Here's a couple of people with Vizzini Disease.

First, a video about dirty pillows. Did you watch it? It was about mites and fungus in your pillows. You thought it would be about breasts, didn't you? So did I. Ever since the movie Carrie (1976) "dirty pillows" has meant breasts to pretty much everyone. The announcers on CBS never used the phrase and possibly knew. But the naughty website designer either didn't know or, more probably, thought he could get away with it.

Here's the famous clip from Carrie:

(Note: Google wants you to know this clip might be objectionable. This might
be so if your Mormon great-grandma is watching over your shoulder.)

More weirdness: Here is a fascinating video of Lawrence Welk and his guests Gale and Dale singing

One Toke Over the Line

I really want to climb through the screen and ask them what they thought a toke was. I mean, do they sing every weird hepcat lyric that someone puts in front of them without looking it up? Did they ever do Walk on the Wild Side? Their version of Anarchy in the UK must be rockin'.

I was alerted to the Lawrence Welk song by the fun blog Power Pop. Now, you might ask yourself, since the dateline on the dirty pillows video was 2007 and Peromyscus is not mentioning why she saw it, was she intentionally looking up the words "dirty pillows" on the interwebs? Guilty as charged. Someone on yet another website was quoting the P J Harvey song Sheela-na-gig.

I've never heard it myself. This is what "sheela-na-gig" means to me. Odd thing to write a song about.



Juli said...

Although I have no evidence, I would guess Gale and Dale did a bit of toking before choosing those outfits.
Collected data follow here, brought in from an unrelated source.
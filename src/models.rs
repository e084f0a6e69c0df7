//! Architect Data Models
//!
//! 프론트엔드(TypeScript) 타입과 매핑되는 Rust 데이터 모델

use serde::{Deserialize, Serialize};

/// 문서 분류 (Bedrock 설정 파일 종류)
#[derive(Debug, Clone, Copy, PartialEq, Eq, Hash, Default, Serialize, Deserialize)]
#[serde(rename_all = "snake_case")]
pub enum Classification {
    Entity,
    LootTable,
    Recipe,
    Block,
    Item,
    #[default]
    #[serde(other)]
    Unknown,
}

impl Classification {
    pub const ALL: [Classification; 6] = [
        Classification::Entity,
        Classification::LootTable,
        Classification::Recipe,
        Classification::Block,
        Classification::Item,
        Classification::Unknown,
    ];

    pub fn as_str(&self) -> &'static str {
        match self {
            Classification::Entity => "entity",
            Classification::LootTable => "loot_table",
            Classification::Recipe => "recipe",
            Classification::Block => "block",
            Classification::Item => "item",
            Classification::Unknown => "unknown",
        }
    }
}

/// 히스토리 엔트리 (커밋된 문서 상태 1개)
#[derive(Debug, Clone, PartialEq, Serialize, Deserialize)]
pub struct HistoryEntry {
    pub id: String,
    pub timestamp: i64,
    pub label: String,
    pub content: String,
}

/// 분석 섹션
#[derive(Debug, Clone, Default, PartialEq, Serialize, Deserialize)]
pub struct AnalysisSection {
    pub header: String,
    #[serde(default)]
    pub items: Vec<String>,
    #[serde(default, skip_serializing_if = "Option::is_none")]
    pub icon: Option<String>,
}

/// 상세 분석 결과
#[derive(Debug, Clone, Default, PartialEq, Serialize, Deserialize)]
pub struct DerivedAnalysis {
    pub overview: String,
    #[serde(default)]
    pub sections: Vec<AnalysisSection>,
}

/// Analyze 호출 결과 (분류 + 분석)
#[derive(Debug, Clone, Default, PartialEq)]
pub struct AnalysisReport {
    pub classification: Classification,
    pub analysis: DerivedAnalysis,
}

/// 수치 지표 (각 0~100, 분류에 따라 일부만 존재)
#[derive(Debug, Clone, Copy, Default, PartialEq, Serialize, Deserialize)]
pub struct Stats {
    #[serde(default, skip_serializing_if = "Option::is_none")]
    pub health: Option<f64>,
    #[serde(default, skip_serializing_if = "Option::is_none")]
    pub speed: Option<f64>,
    #[serde(default, skip_serializing_if = "Option::is_none")]
    pub attack: Option<f64>,
    #[serde(default, skip_serializing_if = "Option::is_none")]
    pub richness: Option<f64>,
    #[serde(default, skip_serializing_if = "Option::is_none")]
    pub complexity: Option<f64>,
    #[serde(default, skip_serializing_if = "Option::is_none")]
    pub efficiency: Option<f64>,
    #[serde(default, skip_serializing_if = "Option::is_none")]
    pub power: Option<f64>,
}

impl Stats {
    /// 모든 지표를 [0, 100] 범위로 보정 (NaN은 제거)
    pub fn clamped(self) -> Self {
        fn clamp(v: Option<f64>) -> Option<f64> {
            v.filter(|x| x.is_finite()).map(|x| x.clamp(0.0, 100.0))
        }

        Stats {
            health: clamp(self.health),
            speed: clamp(self.speed),
            attack: clamp(self.attack),
            richness: clamp(self.richness),
            complexity: clamp(self.complexity),
            efficiency: clamp(self.efficiency),
            power: clamp(self.power),
        }
    }

    pub fn is_empty(&self) -> bool {
        *self == Stats::default()
    }
}

/// 추천 요소 카테고리
#[derive(Debug, Clone, Copy, PartialEq, Eq, Serialize, Deserialize)]
pub enum SuggestionCategory {
    Component,
    Behavior,
    Event,
    Property,
    LootEntry,
    RecipePattern,
}

impl SuggestionCategory {
    pub const ALL: [SuggestionCategory; 6] = [
        SuggestionCategory::Component,
        SuggestionCategory::Behavior,
        SuggestionCategory::Event,
        SuggestionCategory::Property,
        SuggestionCategory::LootEntry,
        SuggestionCategory::RecipePattern,
    ];

    pub fn as_str(&self) -> &'static str {
        match self {
            SuggestionCategory::Component => "Component",
            SuggestionCategory::Behavior => "Behavior",
            SuggestionCategory::Event => "Event",
            SuggestionCategory::Property => "Property",
            SuggestionCategory::LootEntry => "LootEntry",
            SuggestionCategory::RecipePattern => "RecipePattern",
        }
    }
}

/// AI가 제안한 추가 요소
#[derive(Debug, Clone, PartialEq, Serialize, Deserialize)]
pub struct Suggestion {
    pub name: String,
    pub description: String,
    pub category: SuggestionCategory,
    #[serde(default, skip_serializing_if = "Option::is_none")]
    pub example: Option<String>,
}

/// 요소 설정 프리셋
#[derive(Debug, Clone, PartialEq, Serialize, Deserialize)]
pub struct Preset {
    pub label: String,
    pub value: String,
}

/// GetPresets 호출 결과
#[derive(Debug, Clone, Default, PartialEq, Serialize, Deserialize)]
#[serde(rename_all = "camelCase")]
pub struct PresetInfo {
    #[serde(default)]
    pub presets: Vec<Preset>,
    #[serde(default)]
    pub suggested_prompt: String,
}

/// Modify 호출 결과
#[derive(Debug, Clone, PartialEq, Serialize, Deserialize)]
#[serde(rename_all = "camelCase")]
pub struct ModificationResult {
    pub updated_json: String,
    pub explanation: String,
    #[serde(default, skip_serializing_if = "Option::is_none")]
    pub detected_type: Option<Classification>,
    #[serde(default, skip_serializing_if = "Option::is_none")]
    pub stats: Option<Stats>,
}

/// 한 문서 세대에서 파생된 데이터 묶음 (통째로 교체됨)
#[derive(Debug, Clone, PartialEq, Serialize)]
#[serde(rename_all = "camelCase")]
pub struct DerivedSnapshot {
    pub generation: u64,
    pub source: String,
    pub classification: Classification,
    pub analysis: DerivedAnalysis,
    pub stats: Stats,
    pub suggestions: Vec<Suggestion>,
    pub refreshed_at: i64,
}

/// 내보내기 파일
#[derive(Debug, Clone, PartialEq, Serialize)]
#[serde(rename_all = "camelCase")]
pub struct ExportFile {
    pub file_name: String,
    pub content: String,
}
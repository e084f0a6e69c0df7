//! Bedrock Architect - Backend Library
//!
//! 마인크래프트 Bedrock JSON 문서 편집 세션과 AI 어드바이저(Gemini) 연동을 담당합니다.
//! WebView 셸(Tauri)은 `desktop` feature에서만 포함됩니다.

pub mod advisor;
#[cfg(feature = "desktop")]
pub mod commands;
pub mod config;
pub mod error;
pub mod models;
pub mod session;
pub mod utils;

/// 로그 초기화 (RUST_LOG 우선, 기본값 info)
pub fn init_tracing() {
    use tracing_subscriber::EnvFilter;

    let filter = EnvFilter::try_from_default_env()
        .unwrap_or_else(|_| EnvFilter::new("bedrock_architect_lib=info"));
    // 테스트/재호출 시 이미 설치된 subscriber가 있으면 무시
    let _ = tracing_subscriber::fmt().with_env_filter(filter).try_init();
}

/// Tauri 앱 실행
#[cfg(feature = "desktop")]
#[cfg_attr(mobile, tauri::mobile_entry_point)]
pub fn run() {
    use std::sync::Arc;
    use tauri::Manager;

    init_tracing();

    tauri::Builder::default()
        .plugin(tauri_plugin_dialog::init())
        .setup(|app| {
            // API 키는 프론트에 노출하지 않고 백엔드에서만 사용
            config::load_env();

            let advisor_config = config::AdvisorConfig::from_env()?;
            tracing::info!(
                "[Setup] Gemini advisor: model={}, timeout={}s",
                advisor_config.model,
                advisor_config.timeout.as_secs()
            );
            let timeout = advisor_config.timeout;
            let advisor = advisor::GeminiAdvisor::new(advisor_config)?;
            let session = session::DocumentSession::new(Arc::new(advisor)).with_timeout(timeout);

            app.manage(commands::AppSession(session));
            Ok(())
        })
        .invoke_handler(tauri::generate_handler![
            commands::document::load_document,
            commands::document::apply_instruction,
            commands::document::undo,
            commands::document::restore_entry,
            commands::document::update_draft,
            commands::document::sync_draft,
            commands::document::refresh_derived,
            commands::document::get_session_snapshot,
            commands::document::export_document,
            commands::document::export_document_file,
            commands::document::import_document_file,
            commands::config_action::open_config_action,
            commands::config_action::get_config_action,
            commands::config_action::apply_config_preset,
            commands::config_action::apply_config_custom,
            commands::config_action::close_config_action,
        ])
        .run(tauri::generate_context!())
        .expect("error while running tauri application");
}
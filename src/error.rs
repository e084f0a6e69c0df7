//! Architect Error Types
//!
//! 애플리케이션 전역 에러 타입 정의

use serde::Serialize;
use thiserror::Error;

use crate::advisor::AdvisorError;

/// Bedrock Architect 애플리케이션 에러
#[derive(Error, Debug)]
pub enum ArchitectError {
    #[error("Invalid document: {0}")]
    InvalidDocument(String),

    #[error("Advisory service error: {0}")]
    AdvisoryService(#[from] AdvisorError),

    #[error("Another edit is already in progress")]
    Busy,

    #[error("Invalid operation: {0}")]
    InvalidOperation(String),

    #[error("Configuration error: {0}")]
    Config(String),

    #[error("IO error: {0}")]
    Io(#[from] std::io::Error),

    #[error("Serialization error: {0}")]
    Serialization(#[from] serde_json::Error),
}

impl ArchitectError {
    pub fn code(&self) -> &'static str {
        match self {
            ArchitectError::InvalidDocument(_) => "INVALID_DOCUMENT",
            ArchitectError::AdvisoryService(_) => "ADVISORY_SERVICE_ERROR",
            ArchitectError::Busy => "BUSY",
            ArchitectError::InvalidOperation(_) => "INVALID_OPERATION",
            ArchitectError::Config(_) => "CONFIG_ERROR",
            ArchitectError::Io(_) => "IO_ERROR",
            ArchitectError::Serialization(_) => "SERIALIZATION_ERROR",
        }
    }
}

/// 커맨드 응답용 직렬화 가능한 에러
#[derive(Debug, Clone, PartialEq, Serialize)]
pub struct CommandError {
    pub code: String,
    pub message: String,
    pub details: Option<String>,
}

impl From<ArchitectError> for CommandError {
    fn from(error: ArchitectError) -> Self {
        // 어드바이저 에러는 원인(HTTP 상태 등)을 details로 분리
        let details = match &error {
            ArchitectError::AdvisoryService(inner) => inner.details(),
            _ => None,
        };

        CommandError {
            code: error.code().to_string(),
            message: error.to_string(),
            details,
        }
    }
}

/// 커맨드 결과 타입
pub type CommandResult<T> = std::result::Result<T, CommandError>;

/// 세션 내부 결과 타입
pub type Result<T> = std::result::Result<T, ArchitectError>;

#[cfg(test)]
mod tests {
    use super::*;

    #[test]
    fn test_command_error_codes() {
        let err: CommandError = ArchitectError::Busy.into();
        assert_eq!(err.code, "BUSY");
        assert!(err.details.is_none());

        let err: CommandError = ArchitectError::InvalidDocument("expected value".into()).into();
        assert_eq!(err.code, "INVALID_DOCUMENT");
        assert!(err.message.contains("expected value"));
    }

    #[test]
    fn test_advisor_error_details_are_forwarded() {
        let err: CommandError = ArchitectError::from(AdvisorError::Http {
            status: 503,
            message: "UNAVAILABLE: overloaded".into(),
        })
        .into();
        assert_eq!(err.code, "ADVISORY_SERVICE_ERROR");
        assert_eq!(err.details.as_deref(), Some("HTTP 503"));
    }
}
I had a friend in college who thought the word "ravished" meant the same as "famished." I never corrected her. In hindsight, this was mean of me, but I enjoyed the reactions she got when she'd exclaim, "I'm ravished!" in restaurants.

Peromyscus said...

How funny! I remember someone with almost exactly the same mistaken impression. She thought "ravishing" meant "starving" - from "ravenous" I suppose. I remember her exclaiming "I'm ravishing!" once in a large crowd once and got a mixed reception, since at the time it meant 'unbelievably beautiful'.